Alcatel-Lucent 100Mbps technology on copper lines - riledhel
http://www.ispreview.co.uk/story/2011/09/22/alcatel-lucent-boost-superfast-fttc-broadband-to-100mbps-via-vdsl2-vectoring.html

======
bradleyland
The problem with virtually all technologies that utilize existing copper
infrastructure that was built to deliver analog phone service is that it
degrades severely over distance and is heavily dependent on the quality of the
cabling. Analog voice quality degrades linearly. It doesn't suffer
significantly from splicing, repairs, or bridge taps.

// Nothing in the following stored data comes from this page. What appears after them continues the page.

//! Smart model router.
//!
//! Maps document signals to a model id, defines the fallback chain used
//! when an invocation fails, and prices token usage. Holds no mutable
//! state shared across jobs; the routing history is an injected
//! collaborator.

pub mod catalog;
pub mod history;

use std::sync::Arc;

use serde::Serialize;
use tracing::{debug, warn};

use crate::config::Config;

pub use catalog::{ModelCatalog, ModelPricing, ModelRole};
pub use history::{HistoryError, RoutingHistory, RoutingOutcome, SqliteRoutingHistory};

/// Fewest similar documents needed before history may steer routing.
const RAG_MIN_SIMILAR: usize = 3;
/// Success rate the default worker must reach on similar documents.
const RAG_MIN_SUCCESS_RATE: f64 = 0.8;

#[derive(Debug, Clone, Copy, PartialEq, Eq)]
pub enum RoutingMode {
    /// Signals, history and rules decide.
    Auto,
    /// Always the high-capability model.
    Expert,
    /// Always the low-cost testing model.
    Testing,
}

#[derive(Debug, Clone, Copy, PartialEq, Eq, Serialize)]
#[serde(rename_all = "snake_case")]
pub enum SelectionReason {
    Forced,
    ExpertMode,
    TestingMode,
    RagSuggested,
    RuleBased,
}

impl SelectionReason {
    /// Only choices made from document signals say anything about how well
    /// a model handles such documents; forced and mode picks do not.
    pub fn feeds_history(&self) -> bool {
        matches!(self, SelectionReason::RagSuggested | SelectionReason::RuleBased)
    }
}

#[derive(Debug, Clone, Copy, PartialEq)]
pub struct RoutingSignals {
    /// 0.0 (trivial) to 1.0 (very hard).
    pub complexity: f64,
    pub is_scanned: bool,
}

/// A routing decision. Embedded in the extraction stage's output summary.
#[derive(Debug, Clone, PartialEq, Serialize)]
pub struct ModelSelection {
    pub model: String,
    pub reason: SelectionReason,
    pub complexity: f64,
    pub is_scanned: bool,
}

/// What the routing history says about using the default worker.
#[derive(Debug, Clone, Copy, PartialEq, Eq)]
pub enum RagAdvice {
    /// No history, history disabled, lookup failed or too few similar documents.
    Unavailable,
    /// The default worker did well on similar documents.
    Favorable,
    /// It did not; use the expert model.
    Unfavorable,
}

pub struct ModelRouter {
    catalog: ModelCatalog,
    complexity_threshold: f64,
    fallback_enabled: bool,
    rag_enabled: bool,
    rag_sample_size: usize,
    history: Option<Arc<dyn RoutingHistory>>,
}

impl ModelRouter {
    pub fn from_config(config: &Config) -> Self {
        let router = &config.router;
        Self {
            catalog: ModelCatalog::new(router, &config.backends),
            complexity_threshold: router.complexity_threshold,
            fallback_enabled: router.fallback_enabled,
            rag_enabled: router.rag_enabled,
            rag_sample_size: router.rag_sample_size,
            history: None,
        }
    }

    pub fn with_history(mut self, history: Arc<dyn RoutingHistory>) -> Self {
        self.history = Some(history);
        self
    }

    pub fn catalog(&self) -> &ModelCatalog {
        &self.catalog
    }

    pub fn complexity_threshold(&self) -> f64 {
        self.complexity_threshold
    }

    /// Picks the model for a document.
    ///
    /// Priority: forced model, expert mode, testing mode, routing history,
    /// then the complexity rule.
    pub fn select_model(
        &self,
        signals: RoutingSignals,
        forced: Option<&str>,
        mode: RoutingMode,
    ) -> ModelSelection {
        let pick = |role: ModelRole, reason: SelectionReason| ModelSelection {
            model: self.catalog.model_for(role).to_string(),
            reason,
            complexity: signals.complexity,
            is_scanned: signals.is_scanned,
        };

        if let Some(forced) = forced.filter(|f| !f.trim().is_empty()) {
            return ModelSelection {
                model: self.catalog.normalize(forced),
                reason: SelectionReason::Forced,
                complexity: signals.complexity,
                is_scanned: signals.is_scanned,
            };
        }

        match mode {
            RoutingMode::Expert => {
                return pick(ModelRole::ExpertFallback, SelectionReason::ExpertMode)
            }
            RoutingMode::Testing => return pick(ModelRole::Testing, SelectionReason::TestingMode),
            RoutingMode::Auto => {}
        }

        match self.rag_advice(signals.complexity) {
            RagAdvice::Favorable => {
                return pick(ModelRole::DefaultWorker, SelectionReason::RagSuggested)
            }
            RagAdvice::Unfavorable => {
                return pick(ModelRole::ExpertFallback, SelectionReason::RagSuggested)
            }
            RagAdvice::Unavailable => {}
        }

        // The scanned+complex case is subsumed by the plain threshold check.
        if signals.complexity > self.complexity_threshold {
            pick(ModelRole::ExpertFallback, SelectionReason::RuleBased)
        } else {
            pick(ModelRole::DefaultWorker, SelectionReason::RuleBased)
        }
    }

    /// Consults the routing history. Never fails: problems degrade to
    /// [`RagAdvice::Unavailable`].
    pub fn rag_advice(&self, complexity: f64) -> RagAdvice {
        let history = match (&self.history, self.rag_enabled) {
            (Some(history), true) => history,
            _ => return RagAdvice::Unavailable,
        };

        let similar = match history.similar(complexity, self.rag_sample_size) {
            Ok(similar) => similar,
            Err(e) => {
                warn!(error = %e, "Routing history lookup failed, using rules");
                return RagAdvice::Unavailable;
            }
        };

        if similar.len() < RAG_MIN_SIMILAR {
            debug!(found = similar.len(), "Not enough similar documents for history routing");
            return RagAdvice::Unavailable;
        }

        let default_model = self.catalog.model_for(ModelRole::DefaultWorker);
        let (routed, succeeded) = similar
            .iter()
            .filter(|o| o.model == default_model)
            .fold((0usize, 0usize), |(n, ok), o| (n + 1, ok + usize::from(o.success)));

        let success_rate = if routed == 0 {
            0.0
        } else {
            succeeded as f64 / routed as f64
        };
        debug!(similar = similar.len(), routed, success_rate, "History routing advice");

        if success_rate >= RAG_MIN_SUCCESS_RATE {
            RagAdvice::Favorable
        } else {
            RagAdvice::Unfavorable
        }
    }

    /// Next model to try after `failed_model` failed, or `None` when the
    /// chain ends or fallback is disabled.
    ///
    /// Chain: default worker → expert → reserve → none; testing → default worker.
    pub fn get_fallback(&self, failed_model: &str) -> Option<String> {
        if !self.fallback_enabled {
            return None;
        }
        let failed = self.catalog.normalize(failed_model);
        let next = match self.catalog.role_of(&failed)? {
            ModelRole::DefaultWorker => ModelRole::ExpertFallback,
            ModelRole::ExpertFallback => ModelRole::ReserveChannel,
            ModelRole::ReserveChannel => return None,
            ModelRole::Testing => ModelRole::DefaultWorker,
        };
        Some(self.catalog.model_for(next).to_string())
    }

    /// USD cost of a call, rounded to 6 decimal places. Unknown models cost 0.
    pub fn estimate_cost(&self, model: &str, input_tokens: u64, output_tokens: u64) -> f64 {
        let Some(pricing) = self.catalog.pricing(model) else {
            return 0.0;
        };
        let cost = (input_tokens as f64 / 1e6) * pricing.input_per_million
            + (output_tokens as f64 / 1e6) * pricing.output_per_million;
        (cost * 1e6).round() / 1e6
    }

    /// Feeds a finished document back into the routing history, if any.
    pub fn record_outcome(&self, job_id: &str, outcome: &RoutingOutcome) {
        if let Some(history) = &self.history {
            if let Err(e) = history.record(job_id, outcome) {
                warn!(error = %e, "Failed to record routing outcome");
            }
        }
    }
}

For data services
delivered over these lines, these factors can be catastrophic.

------
kalleboo
I'm tired of these theoretical bandwidth numbers getting further and further
away from the real-world bandwidth numbers. On the original UMTS 3G labeled
"384 kbit" we got 300 kbit, it was alright. With 7.2 Mbit HSDPA we get
something closer to 2-3 Mbit. The same thing with WiFi - I've never ever seen
anything anywhere close to the 300 Mbps theoretical rate of 802.11n WiFi.
Cable numbers are diverging in a similar manner, and the DSL numbers currently
quoted are only possible to achieve when you're 100 meters away from the
DSLAM...